● **The problem**:
In the records, find each line where "normalized" occurs, and copy it.

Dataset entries

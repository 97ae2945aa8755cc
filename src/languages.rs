// Copyright 2025 The mt-eval Authors
// Licensed under the Apache License, Version 2.0 (the "License");
// you may not use this file except in compliance with the License.
// You may obtain a copy of the License at
//     http://www.apache.org/licenses/LICENSE-2.0
// Unless required by applicable law or agreed to in writing, software
// distributed under the License is distributed on an "AS IS" BASIS,
// WITHOUT WARRANTIES OR CONDITIONS OF ANY KIND, either express or implied.
// See the License for the specific language governing permissions and
// limitations under the License.

//! # Evaluated languages
//!
//! Every dataset and model family names languages differently: WMT24++ uses locales (`bg_BG`),
//! NLLB uses FLORES-200 codes (`bul_Cyrl`), multi-target Marian checkpoints expect ISO 639-3
//! tokens (`>>bul<<`) and the rust-bert pipelines use their own `Language` enum. `Language`
//! is the single key the harness works with, and carries the lookup tables to each of these
//! naming schemes.

use crate::common::error::EvalError;
use rust_bert::pipelines::translation::Language as PipelineLanguage;
use serde::{Deserialize, Serialize};
use std::fmt;
use std::fmt::Display;
use std::str::FromStr;

/// Language
#[derive(Debug, Clone, Copy, Eq, PartialEq, Hash, Ord, PartialOrd, Serialize, Deserialize)]
#[serde(try_from = "String", into = "&'static str")]
pub enum Language {
    English,
    Albanian,
    Bulgarian,
    Croatian,
    Czech,
    Danish,
    Dutch,
    Estonian,
    Finnish,
    French,
    German,
    Greek,
    Hungarian,
    Icelandic,
    Italian,
    Latvian,
    Lithuanian,
    Luxembourgish,
    Macedonian,
    Montenegrin,
    Norwegian,
    Polish,
    Portuguese,
    Romanian,
    Slovak,
    Slovenian,
    Spanish,
    Swedish,
    Turkish,
}

impl Language {
    pub const ALL: [Language; 29] = [
        Language::English,
        Language::Albanian,
        Language::Bulgarian,
        Language::Croatian,
        Language::Czech,
        Language::Danish,
        Language::Dutch,
        Language::Estonian,
        Language::Finnish,
        Language::French,
        Language::German,
        Language::Greek,
        Language::Hungarian,
        Language::Icelandic,
        Language::Italian,
        Language::Latvian,
        Language::Lithuanian,
        Language::Luxembourgish,
        Language::Macedonian,
        Language::Montenegrin,
        Language::Norwegian,
        Language::Polish,
        Language::Portuguese,
        Language::Romanian,
        Language::Slovak,
        Language::Slovenian,
        Language::Spanish,
        Language::Swedish,
        Language::Turkish,
    ];

    /// All languages that can be used as translation target from English.
    pub fn targets() -> impl Iterator<Item = Language> {
        Language::ALL
            .into_iter()
            .filter(|language| *language != Language::English)
    }

    /// Short code of the language: ISO 639-1 when it exists, `cnr` for Montenegrin.
    pub fn code(&self) -> &'static str {
        match self {
            Language::English => "en",
            Language::Albanian => "sq",
            Language::Bulgarian => "bg",
            Language::Croatian => "hr",
            Language::Czech => "cs",
            Language::Danish => "da",
            Language::Dutch => "nl",
            Language::Estonian => "et",
            Language::Finnish => "fi",
            Language::French => "fr",
            Language::German => "de",
            Language::Greek => "el",
            Language::Hungarian => "hu",
            Language::Icelandic => "is",
            Language::Italian => "it",
            Language::Latvian => "lv",
            Language::Lithuanian => "lt",
            Language::Luxembourgish => "lb",
            Language::Macedonian => "mk",
            Language::Montenegrin => "cnr",
            Language::Norwegian => "no",
            Language::Polish => "pl",
            Language::Portuguese => "pt",
            Language::Romanian => "ro",
            Language::Slovak => "sk",
            Language::Slovenian => "sl",
            Language::Spanish => "es",
            Language::Swedish => "sv",
            Language::Turkish => "tr",
        }
    }

    pub fn name(&self) -> &'static str {
        match self {
            Language::English => "English",
            Language::Albanian => "Albanian",
            Language::Bulgarian => "Bulgarian",
            Language::Croatian => "Croatian",
            Language::Czech => "Czech",
            Language::Danish => "Danish",
            Language::Dutch => "Dutch",
            Language::Estonian => "Estonian",
            Language::Finnish => "Finnish",
            Language::French => "French",
            Language::German => "German",
            Language::Greek => "Greek",
            Language::Hungarian => "Hungarian",
            Language::Icelandic => "Icelandic",
            Language::Italian => "Italian",
            Language::Latvian => "Latvian",
            Language::Lithuanian => "Lithuanian",
            Language::Luxembourgish => "Luxembourgish",
            Language::Macedonian => "Macedonian",
            Language::Montenegrin => "Montenegrin",
            Language::Norwegian => "Norwegian",
            Language::Polish => "Polish",
            Language::Portuguese => "Portuguese",
            Language::Romanian => "Romanian",
            Language::Slovak => "Slovak",
            Language::Slovenian => "Slovenian",
            Language::Spanish => "Spanish",
            Language::Swedish => "Swedish",
            Language::Turkish => "Turkish",
        }
    }

    /// ISO 639-3 code, as used by the target tokens of multi-target OPUS-MT checkpoints.
    pub fn iso_639_3(&self) -> &'static str {
        match self {
            Language::English => "eng",
            Language::Albanian => "sqi",
            Language::Bulgarian => "bul",
            Language::Croatian => "hrv",
            Language::Czech => "ces",
            Language::Danish => "dan",
            Language::Dutch => "nld",
            Language::Estonian => "est",
            Language::Finnish => "fin",
            Language::French => "fra",
            Language::German => "deu",
            Language::Greek => "ell",
            Language::Hungarian => "hun",
            Language::Icelandic => "isl",
            Language::Italian => "ita",
            Language::Latvian => "lav",
            Language::Lithuanian => "lit",
            Language::Luxembourgish => "ltz",
            Language::Macedonian => "mkd",
            Language::Montenegrin => "cnr",
            Language::Norwegian => "nor",
            Language::Polish => "pol",
            Language::Portuguese => "por",
            Language::Romanian => "ron",
            Language::Slovak => "slk",
            Language::Slovenian => "slv",
            Language::Spanish => "spa",
            Language::Swedish => "swe",
            Language::Turkish => "tur",
        }
    }

    /// FLORES-200 code used by NLLB-200. Montenegrin is not covered by NLLB.
    pub fn nllb_code(&self) -> Option<&'static str> {
        Some(match self {
            Language::English => "eng_Latn",
            Language::Albanian => "als_Latn",
            Language::Bulgarian => "bul_Cyrl",
            Language::Croatian => "hrv_Latn",
            Language::Czech => "ces_Latn",
            Language::Danish => "dan_Latn",
            Language::Dutch => "nld_Latn",
            Language::Estonian => "est_Latn",
            Language::Finnish => "fin_Latn",
            Language::French => "fra_Latn",
            Language::German => "deu_Latn",
            Language::Greek => "ell_Grek",
            Language::Hungarian => "hun_Latn",
            Language::Icelandic => "isl_Latn",
            Language::Italian => "ita_Latn",
            Language::Latvian => "lvs_Latn",
            Language::Lithuanian => "lit_Latn",
            Language::Luxembourgish => "ltz_Latn",
            Language::Macedonian => "mkd_Cyrl",
            Language::Montenegrin => return None,
            Language::Norwegian => "nob_Latn",
            Language::Polish => "pol_Latn",
            Language::Portuguese => "por_Latn",
            Language::Romanian => "ron_Latn",
            Language::Slovak => "slk_Latn",
            Language::Slovenian => "slv_Latn",
            Language::Spanish => "spa_Latn",
            Language::Swedish => "swe_Latn",
            Language::Turkish => "tur_Latn",
        })
    }

    /// Locale used by the `google/wmt24pp` configurations (`en-<locale>`).
    pub fn wmt24pp_locale(&self) -> Option<&'static str> {
        Some(match self {
            Language::Bulgarian => "bg_BG",
            Language::Croatian => "hr_HR",
            Language::Czech => "cs_CZ",
            Language::Danish => "da_DK",
            Language::Dutch => "nl_NL",
            Language::Estonian => "et_EE",
            Language::Finnish => "fi_FI",
            Language::French => "fr_FR",
            Language::German => "de_DE",
            Language::Greek => "el_GR",
            Language::Hungarian => "hu_HU",
            Language::Icelandic => "is_IS",
            Language::Italian => "it_IT",
            Language::Latvian => "lv_LV",
            Language::Lithuanian => "lt_LT",
            Language::Norwegian => "no_NO",
            Language::Polish => "pl_PL",
            Language::Portuguese => "pt_PT",
            Language::Romanian => "ro_RO",
            Language::Slovak => "sk_SK",
            Language::Slovenian => "sl_SI",
            Language::Spanish => "es_MX",
            Language::Swedish => "sv_SE",
            Language::Turkish => "tr_TR",
            Language::English
            | Language::Albanian
            | Language::Luxembourgish
            | Language::Macedonian
            | Language::Montenegrin => return None,
        })
    }

    /// Equivalent language of the rust-bert translation pipelines, if any.
    pub fn to_pipeline_language(&self) -> Option<PipelineLanguage> {
        Some(match self {
            Language::English => PipelineLanguage::English,
            Language::Albanian => PipelineLanguage::Albanian,
            Language::Bulgarian => PipelineLanguage::Bulgarian,
            Language::Croatian => PipelineLanguage::Croatian,
            Language::Czech => PipelineLanguage::Czech,
            Language::Danish => PipelineLanguage::Danish,
            Language::Dutch => PipelineLanguage::Dutch,
            Language::Estonian => PipelineLanguage::Estonian,
            Language::Finnish => PipelineLanguage::Finnish,
            Language::French => PipelineLanguage::French,
            Language::German => PipelineLanguage::German,
            Language::Greek => PipelineLanguage::Greek,
            Language::Hungarian => PipelineLanguage::Hungarian,
            Language::Icelandic => PipelineLanguage::Icelandic,
            Language::Italian => PipelineLanguage::Italian,
            Language::Latvian => PipelineLanguage::Latvian,
            Language::Lithuanian => PipelineLanguage::Lithuanian,
            Language::Luxembourgish => PipelineLanguage::Luxembourgish,
            Language::Macedonian => PipelineLanguage::Macedonian,
            Language::Montenegrin => return None,
            Language::Norwegian => PipelineLanguage::Norwegian,
            Language::Polish => PipelineLanguage::Polish,
            Language::Portuguese => PipelineLanguage::Portuguese,
            Language::Romanian => PipelineLanguage::Romanian,
            Language::Slovak => PipelineLanguage::Slovak,
            Language::Slovenian => PipelineLanguage::Slovenian,
            Language::Spanish => PipelineLanguage::Spanish,
            Language::Swedish => PipelineLanguage::Swedish,
            Language::Turkish => PipelineLanguage::Turkish,
        })
    }

    /// Parses a language code. Accepts the codes returned by `code()` as well as the aliases
    /// found in the datasets (`nb`/`nob` for Norwegian, `me` for Montenegrin) and ISO 639-3 codes.
    pub fn from_code(code: &str) -> Result<Language, EvalError> {
        let normalized = code.trim().to_lowercase();
        match normalized.as_str() {
            "nb" | "nob" => return Ok(Language::Norwegian),
            "me" => return Ok(Language::Montenegrin),
            _ => {}
        }
        Language::ALL
            .into_iter()
            .find(|language| {
                language.code() == normalized
                    || language.iso_639_3() == normalized
                    || language.name().to_lowercase() == normalized
            })
            .ok_or_else(|| EvalError::UnsupportedLanguage(code.to_string()))
    }
}

impl Display for Language {
    fn fmt(&self, f: &mut fmt::Formatter) -> fmt::Result {
        write!(f, "{}", self.name())
    }
}

impl FromStr for Language {
    type Err = EvalError;

    fn from_str(s: &str) -> Result<Self, Self::Err> {
        Language::from_code(s)
    }
}

impl TryFrom<String> for Language {
    type Error = EvalError;

    fn try_from(value: String) -> Result<Self, Self::Error> {
        Language::from_code(&value)
    }
}

impl From<Language> for &'static str {
    fn from(language: Language) -> Self {
        language.code()
    }
}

● **Worked solution**:
        let normalized = code.trim().to_lowercase();
        match normalized.as_str() {
                language.code() == normalized
                    || language.iso_639_3() == normalized
                    || language.name().to_lowercase() == normalized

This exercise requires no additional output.